## High-Level Decision Making for Autonomous Driving

We develop deep RL methods that learn decision policies from data automatically for high-level decision making in autonomous driving. Checkout our work on handling dynamic scenes using Deep Sets or Deep Scenes and constrained imitation for autonomous driving with Deep Inverse Q-Learning with Constraints (in Foundations of RL).

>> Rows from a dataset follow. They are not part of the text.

use std::{
    fs,
    path::{Path, PathBuf},
};

use anyhow::Result;

use crate::{
    collection,
    entity::Blog,
    feed::{self, FeedContext},
    FEED_FILE,
};

#[derive(Debug)]
pub struct BlogEngine {
    pub source: PathBuf,
    pub dest: PathBuf,
    blog: Blog,
}

impl BlogEngine {
    pub fn new(source: impl AsRef<Path>, dest: impl AsRef<Path>, blog: Blog) -> Result<Self> {
        let dest = dest.as_ref().to_path_buf();
        if !dest.exists() {
            fs::create_dir_all(&dest)?;
        }
        Ok(BlogEngine {
            source: source.as_ref().to_path_buf(),
            dest,
            blog,
        })
    }

    pub fn blog(&self) -> &Blog {
        &self.blog
    }

    /// Build the feed into `dest`, returns the written file path.
    pub fn build(&mut self, reload: bool) -> Result<PathBuf> {
        if reload {
            self.blog = Blog::parse_from_toml(&self.source)?;
        }

        let posts = collection::load_collection(&self.source, &self.blog.collection)?;
        let count = posts.len();
        let context = FeedContext {
            site: self.blog.site.url.clone(),
        };
        let xml = feed::rss(&feed::build_feed(&context, &self.blog, posts))?;

        let dest = self.dest.join(FEED_FILE);
        fs::write(&dest, xml)?;
        tracing::info!("Wrote {} posts into `{}`", count, dest.display());
        Ok(dest)
    }
}

#[cfg(test)]
mod tests {
    use std::fs;

    use super::BlogEngine;
    use crate::{entity::Blog, BLOG_FILE, FEED_FILE};

    fn site(dir: &std::path::Path) -> Blog {
        fs::write(
            dir.join(BLOG_FILE),
            "[site]\nurl = \"https://pinkaru.dev\"\ntitle = \"Blog\"\n",
        )
        .unwrap();
        let posts_dir = dir.join("content/blog");
        fs::create_dir_all(&posts_dir).unwrap();
        fs::write(
            posts_dir.join("a.md"),
            "---\ntitle: A\ndate: 2023-01-01\ndescription: old\n---\n",
        )
        .unwrap();
        fs::write(
            posts_dir.join("b.md"),
            "---\ntitle: B\ndate: 2024-01-01\ndescription: new\n---\n",
        )
        .unwrap();
        Blog::parse_from_toml(dir).unwrap()
    }

    #[test]
    fn test_build_writes_feed() {
        let source = tempfile::tempdir().unwrap();
        let dest = tempfile::tempdir().unwrap();
        let blog = site(source.path());

        let mut engine = BlogEngine::new(source.path(), &dest.path().join("out"), blog).unwrap();
        let written = engine.build(false).unwrap();

        assert_eq!(dest.path().join("out").join(FEED_FILE), written);
        let xml = fs::read_to_string(written).unwrap();
        assert!(xml.contains("<link>https://pinkaru.dev/blog/b/</link>"));
    }

    #[test]
    fn test_build_reload_picks_up_config() {
        let source = tempfile::tempdir().unwrap();
        let dest = tempfile::tempdir().unwrap();
        let blog = site(source.path());
        let mut engine = BlogEngine::new(source.path(), dest.path(), blog).unwrap();

        fs::write(
            source.path().join(BLOG_FILE),
            "[site]\nurl = \"https://pinkaru.dev\"\ntitle = \"Renamed\"\n",
        )
        .unwrap();
        let xml = fs::read_to_string(engine.build(true).unwrap()).unwrap();
        assert!(xml.contains("<title>Renamed</title>"));
        assert_eq!("Renamed", engine.blog().site.title);
    }
}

IROS 2019:Maria Huegle*, Gabriel Kalweit*, Branka Mirchevska, Moritz Werling and Joschka Boedecker

## Introduction

In this work, we elaborate limitations of fully-connected neural networks and other established approaches like convolutional and recurrent neural networks in the context of reinforcement learning problems that have to deal with variable sized inputs. We employ the structure of Deep Sets in off-policy reinforcement learning for high-level decision making, highlight their capabilities to alleviate these limitations, and show that Deep Sets not only yield the best overall performance but also offer better generalization to unseen situations than the other approaches.

## Motivation

Prior research mostly relied on fixed sized inputs or occupancy grid representations for value or policy estimation. However, fixed sized inputs limit the number of considered vehicles, for example to the $n$-nearest vehicles. This kind of representation is not enough to make the optimal lane change decision, since the agent does not represent the $n+1$ and $n+2$ closest cars even though they are within sensor range.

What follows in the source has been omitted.